Using the American Community Survey API in R

The United Status Census Bureau is one of the largest data collection and aggregation organizations in the United States. Their Survey and collection processes allow district lines to be drawn for voting, help local, state and municipal organizations determine how to allocate budgets, and give non-profit organizations insight into the the changing demographics of the United States. Among this incredibly valuable dataset is the American Community Survey or ACS, that collects data on race, gender, household income, employment, education, and age of citizens within each U.S. State. The ACS API or Application Program Interface is a valuable tool to collect and visualize the ACS data, without having to store it locally. The API allows you to interface with the U.S. Census Bureau portal to load the data directory into the R.
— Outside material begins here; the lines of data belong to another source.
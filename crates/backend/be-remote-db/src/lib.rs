pub mod db;
pub mod error;
pub mod types;

pub use db::DatabaseManager;
pub use error::{DbError, DbResult};
pub use sqlx::types::Json;
pub use types::*;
First I load I the libraries and packages necessary.

library(tidyverse)
library(tidyr)
library(ggplot2)
library(dplyr)
install.packages("broom")
library(readxl)
install.packages("stringi")
library(stringi)
install.packages("tidycensus")
library(tidycensus)
install.packages("tmap")
library(tmap)
library(tmaptools)
library(sf)
library(png)
install.packages("imager")
library(imager)

To get the load data from the ACS API. You have to apply for a U.S. Census Key. To find out more information on using the U.S. Census API go to Census API User’s Guide.

census_api_key('<api_key>', install=TRUE, overwrite=TRUE)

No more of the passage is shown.